Work instructions
Please print the records below exactly as they are.

Data to process
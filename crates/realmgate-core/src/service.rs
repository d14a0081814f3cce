//! Realm-scoped service lookup.
//!
//! Extensions and engines publish themselves into the table at realm
//! construction; consumers resolve them by type without global state.

use async_trait::async_trait;
use dashmap::DashMap;
use std::any::{Any, TypeId};
use std::sync::Arc;

use crate::error::Result;

/// Lifecycle contract for long-running components owned by a realm
#[async_trait]
pub trait Service: Send + Sync {
    /// Service name for logging and identification
    fn name(&self) -> &str;

    async fn start(&self) -> Result<()> {
        Ok(())
    }

    async fn shutdown(&self) -> Result<()> {
        Ok(())
    }
}

/// Type-indexed service table, keyed per realm
pub struct ServiceTable {
    entries: DashMap<(String, TypeId), Arc<dyn Any + Send + Sync>>,
}

impl ServiceTable {
    pub fn new() -> Self {
        Self {
            entries: DashMap::new(),
        }
    }

    /// Publish a service instance for a realm
    pub fn insert<T: Send + Sync + 'static>(&self, realm: &str, service: Arc<T>) {
        self.entries
            .insert((realm.to_string(), TypeId::of::<T>()), service);
    }

    /// Resolve a service instance for a realm
    pub fn get<T: Send + Sync + 'static>(&self, realm: &str) -> Option<Arc<T>> {
        self.entries
            .get(&(realm.to_string(), TypeId::of::<T>()))
            .and_then(|entry| entry.value().clone().downcast::<T>().ok())
    }

    /// Drop every service registered for a realm
    pub fn remove_realm(&self, realm: &str) {
        self.entries.retain(|(r, _), _| r != realm);
    }

    pub fn len(&self) -> usize {
        self.entries.len()
    }

    pub fn is_empty(&self) -> bool {
        self.entries.is_empty()
    }
}

impl Default for ServiceTable {
    fn default() -> Self {
        Self::new()
    }
}

#[cfg(test)]
mod tests {
    use super::*;

    struct Dummy(u32);

    #[test]
    fn test_insert_and_get() {
        let table = ServiceTable::new();
        table.insert("acme", Arc::new(Dummy(7)));

        let found: Arc<Dummy> = table.get("acme").unwrap();
        assert_eq!(found.0, 7);
    }

    #[test]
    fn test_realm_isolation() {
        let table = ServiceTable::new();
        table.insert("acme", Arc::new(Dummy(1)));

        assert!(table.get::<Dummy>("other").is_none());
    }

    #[test]
    fn test_remove_realm() {
        let table = ServiceTable::new();
        table.insert("acme", Arc::new(Dummy(1)));
        table.insert("other", Arc::new(Dummy(2)));

        table.remove_realm("acme");
        assert!(table.get::<Dummy>("acme").is_none());
        assert!(table.get::<Dummy>("other").is_some());
    }
}
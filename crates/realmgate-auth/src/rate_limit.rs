//! Sliding-window rate limiting.
//!
//! Counters are keyed by `(scope, key)` so one limiter instance can serve
//! every caller in a realm: MFA verification, challenge sends, and anything
//! an extension brings along.

use async_trait::async_trait;
use chrono::{DateTime, Duration, Utc};
use parking_lot::Mutex;
use realmgate_core::clock::SharedClock;
use realmgate_core::error::Result;
use std::collections::HashMap;

/// Outcome of a rate-limit check
#[derive(Debug, Clone, PartialEq, Eq)]
pub enum RateDecision {
    Allowed { remaining: u32 },
    Denied { retry_after: Duration },
}

impl RateDecision {
    pub fn is_allowed(&self) -> bool {
        matches!(self, Self::Allowed { .. })
    }

    pub fn retry_after_secs(&self) -> u64 {
        match self {
            Self::Allowed { .. } => 0,
            Self::Denied { retry_after } => retry_after.num_seconds().max(0) as u64,
        }
    }
}

/// Sliding-window counter per `(scope, key)`
#[async_trait]
pub trait RateLimiter: Send + Sync {
    /// Record an attempt if the window has room; deny with a retry hint otherwise
    async fn allow(
        &self,
        scope: &str,
        key: &str,
        limit: u32,
        window: Duration,
    ) -> Result<RateDecision>;

    /// Check without recording
    async fn peek(
        &self,
        scope: &str,
        key: &str,
        limit: u32,
        window: Duration,
    ) -> Result<RateDecision>;

    /// Drop all state for a `(scope, key)`
    async fn reset(&self, scope: &str, key: &str) -> Result<()>;
}

/// In-memory sliding-window limiter
pub struct SlidingWindowRateLimiter {
    clock: SharedClock,
    entries: Mutex<HashMap<(String, String), Vec<DateTime<Utc>>>>,
}

impl SlidingWindowRateLimiter {
    pub fn new(clock: SharedClock) -> Self {
        Self {
            clock,
            entries: Mutex::new(HashMap::new()),
        }
    }

    fn decide(
        timestamps: &mut Vec<DateTime<Utc>>,
        now: DateTime<Utc>,
        limit: u32,
        window: Duration,
        record: bool,
    ) -> RateDecision {
        timestamps.retain(|t| *t > now - window);

        if timestamps.len() >= limit as usize {
            let oldest = timestamps.first().copied().unwrap_or(now);
            return RateDecision::Denied {
                retry_after: (oldest + window) - now,
            };
        }

        if record {
            timestamps.push(now);
        }
        RateDecision::Allowed {
            remaining: limit - timestamps.len() as u32,
        }
    }
}

#[async_trait]
impl RateLimiter for SlidingWindowRateLimiter {
    async fn allow(
        &self,
        scope: &str,
        key: &str,
        limit: u32,
        window: Duration,
    ) -> Result<RateDecision> {
        let now = self.clock.now();
        let mut entries = self.entries.lock();
        let timestamps = entries
            .entry((scope.to_string(), key.to_string()))
            .or_default();
        Ok(Self::decide(timestamps, now, limit, window, true))
    }

    async fn peek(
        &self,
        scope: &str,
        key: &str,
        limit: u32,
        window: Duration,
    ) -> Result<RateDecision> {
        let now = self.clock.now();
        let mut entries = self.entries.lock();
        let timestamps = entries
            .entry((scope.to_string(), key.to_string()))
            .or_default();
        Ok(Self::decide(timestamps, now, limit, window, false))
    }

    async fn reset(&self, scope: &str, key: &str) -> Result<()> {
        self.entries
            .lock()
            .remove(&(scope.to_string(), key.to_string()));
        Ok(())
    }
}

Problem solution
filename crates/realmgate-core/src/service.rs
repository d14a0081814f3cce
//! Realm-scoped service lookup.
//!
//! Extensions and engines publish themselves into the table at realm
//! construction; consumers resolve them by type without global state.

use async_trait::async_trait;
use dashmap::DashMap;
use std::any::{Any, TypeId};
use std::sync::Arc;

use crate::error::Result;

/// Lifecycle contract for long-running components owned by a realm
#[async_trait]
pub trait Service: Send + Sync {
    /// Service name for logging and identification
    fn name(&self) -> &str;

    async fn start(&self) -> Result<()> {
        Ok(())
    }

    async fn shutdown(&self) -> Result<()> {
        Ok(())
    }
}

/// Type-indexed service table, keyed per realm
pub struct ServiceTable {
    entries: DashMap<(String, TypeId), Arc<dyn Any + Send + Sync>>,
}

impl ServiceTable {
    pub fn new() -> Self {
        Self {
            entries: DashMap::new(),
        }
    }

    /// Publish a service instance for a realm
    pub fn insert<T: Send + Sync + 'static>(&self, realm: &str, service: Arc<T>) {
        self.entries
            .insert((realm.to_string(), TypeId::of::<T>()), service);
    }

    /// Resolve a service instance for a realm
    pub fn get<T: Send + Sync + 'static>(&self, realm: &str) -> Option<Arc<T>> {
        self.entries
            .get(&(realm.to_string(), TypeId::of::<T>()))
            .and_then(|entry| entry.value().clone().downcast::<T>().ok())
    }

    /// Drop every service registered for a realm
    pub fn remove_realm(&self, realm: &str) {
        self.entries.retain(|(r, _), _| r != realm);
    }

    pub fn len(&self) -> usize {
        self.entries.len()
    }

    pub fn is_empty(&self) -> bool {
        self.entries.is_empty()
    }
}

impl Default for ServiceTable {
    fn default() -> Self {
        Self::new()
    }
}

#[cfg(test)]
mod tests {
    use super::*;

    struct Dummy(u32);

    #[test]
    fn test_insert_and_get() {
        let table = ServiceTable::new();
        table.insert("acme", Arc::new(Dummy(7)));

        let found: Arc<Dummy> = table.get("acme").unwrap();
        assert_eq!(found.0, 7);
    }

    #[test]
    fn test_realm_isolation() {
        let table = ServiceTable::new();
        table.insert("acme", Arc::new(Dummy(1)));

        assert!(table.get::<Dummy>("other").is_none());
    }

    #[test]
    fn test_remove_realm() {
        let table = ServiceTable::new();
        table.insert("acme", Arc::new(Dummy(1)));
        table.insert("other", Arc::new(Dummy(2)));

        table.remove_realm("acme");
        assert!(table.get::<Dummy>("acme").is_none());
        assert!(table.get::<Dummy>("other").is_some());
    }
}
filename crates/realmgate-auth/src/rate_limit.rs
//! Sliding-window rate limiting.
//!
//! Counters are keyed by `(scope, key)` so one limiter instance can serve
//! every caller in a realm: MFA verification, challenge sends, and anything
//! an extension brings along.

use async_trait::async_trait;
use chrono::{DateTime, Duration, Utc};
use parking_lot::Mutex;
use realmgate_core::clock::SharedClock;
use realmgate_core::error::Result;
use std::collections::HashMap;

/// Outcome of a rate-limit check
#[derive(Debug, Clone, PartialEq, Eq)]
pub enum RateDecision {
    Allowed { remaining: u32 },
    Denied { retry_after: Duration },
}

impl RateDecision {
    pub fn is_allowed(&self) -> bool {
        matches!(self, Self::Allowed { .. })
    }

    pub fn retry_after_secs(&self) -> u64 {
        match self {
            Self::Allowed { .. } => 0,
            Self::Denied { retry_after } => retry_after.num_seconds().max(0) as u64,
        }
    }
}

/// Sliding-window counter per `(scope, key)`
#[async_trait]
pub trait RateLimiter: Send + Sync {
    /// Record an attempt if the window has room; deny with a retry hint otherwise
    async fn allow(
        &self,
        scope: &str,
        key: &str,
        limit: u32,
        window: Duration,
    ) -> Result<RateDecision>;

    /// Check without recording
    async fn peek(
        &self,
        scope: &str,
        key: &str,
        limit: u32,
        window: Duration,
    ) -> Result<RateDecision>;

    /// Drop all state for a `(scope, key)`
    async fn reset(&self, scope: &str, key: &str) -> Result<()>;
}

/// In-memory sliding-window limiter
pub struct SlidingWindowRateLimiter {
    clock: SharedClock,
    entries: Mutex<HashMap<(String, String), Vec<DateTime<Utc>>>>,
}

impl SlidingWindowRateLimiter {
    pub fn new(clock: SharedClock) -> Self {
        Self {
            clock,
            entries: Mutex::new(HashMap::new()),
        }
    }

    fn decide(
        timestamps: &mut Vec<DateTime<Utc>>,
        now: DateTime<Utc>,
        limit: u32,
        window: Duration,
        record: bool,
    ) -> RateDecision {
        timestamps.retain(|t| *t > now - window);

        if timestamps.len() >= limit as usize {
            let oldest = timestamps.first().copied().unwrap_or(now);
            return RateDecision::Denied {
                retry_after: (oldest + window) - now,
            };
        }

        if record {
            timestamps.push(now);
        }
        RateDecision::Allowed {
            remaining: limit - timestamps.len() as u32,
        }
    }
}

#[async_trait]
impl RateLimiter for SlidingWindowRateLimiter {
    async fn allow(
        &self,
        scope: &str,
        key: &str,
        limit: u32,
        window: Duration,
    ) -> Result<RateDecision> {
        let now = self.clock.now();
        let mut entries = self.entries.lock();
        let timestamps = entries
            .entry((scope.to_string(), key.to_string()))
            .or_default();
        Ok(Self::decide(timestamps, now, limit, window, true))
    }

    async fn peek(
        &self,
        scope: &str,
        key: &str,
        limit: u32,
        window: Duration,
    ) -> Result<RateDecision> {
        let now = self.clock.now();
        let mut entries = self.entries.lock();
        let timestamps = entries
            .entry((scope.to_string(), key.to_string()))
            .or_default();
        Ok(Self::decide(timestamps, now, limit, window, false))
    }

    async fn reset(&self, scope: &str, key: &str) -> Result<()> {
        self.entries
            .lock()
            .remove(&(scope.to_string(), key.to_string()));
        Ok(())
    }
}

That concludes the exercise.